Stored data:
★ ★ ★ ★ ★
//! # Build Command
//!
//! File: cli/src/commands/build.rs
//!
//! Rebuilds the current project's app image without touching running state.
//!
use crate::common::docker::client::DockerClient;
use crate::common::docker::compose::{ComposeManager, ComposeTarget};
use crate::core::config;
use crate::core::error::Result;
use clap::Args;
use tracing::info;

/// Arguments for `phpier build`.
#[derive(Debug, Args)]
pub struct BuildArgs {
    /// Build without the image cache
    #[arg(long = "no-cache")]
    pub no_cache: bool,
}

/// Handles `phpier build`.
pub async fn handle_build(args: BuildArgs) -> Result<()> {
    let project_root = config::require_project_root()?;
    let project_cfg = config::load_project_config()?;

    let client = DockerClient::new().await?;
    let manager = ComposeManager::new(
        client,
        ComposeTarget::Project {
            name: project_cfg.name,
            root: project_root,
        },
    );

    info!("Building project image...");
    manager.build(args.no_cache, &["app".to_string()]).await?;
    info!("Project image built");
    Ok(())
}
★ ★ ★ ★ ★
The full set of entries above should be given again exactly.

Result:
//! # Build Command
//!
//! File: cli/src/commands/build.rs
//!
//! Rebuilds the current project's app image without touching running state.
//!
use crate::common::docker::client::DockerClient;
use crate::common::docker::compose::{ComposeManager, ComposeTarget};
use crate::core::config;
use crate::core::error::Result;
use clap::Args;
use tracing::info;

/// Arguments for `phpier build`.
#[derive(Debug, Args)]
pub struct BuildArgs {
    /// Build without the image cache
    #[arg(long = "no-cache")]
    pub no_cache: bool,
}

/// Handles `phpier build`.
pub async fn handle_build(args: BuildArgs) -> Result<()> {
    let project_root = config::require_project_root()?;
    let project_cfg = config::load_project_config()?;

    let client = DockerClient::new().await?;
    let manager = ComposeManager::new(
        client,
        ComposeTarget::Project {
            name: project_cfg.name,
            root: project_root,
        },
    );

    info!("Building project image...");
    manager.build(args.no_cache, &["app".to_string()]).await?;
    info!("Project image built");
    Ok(())
}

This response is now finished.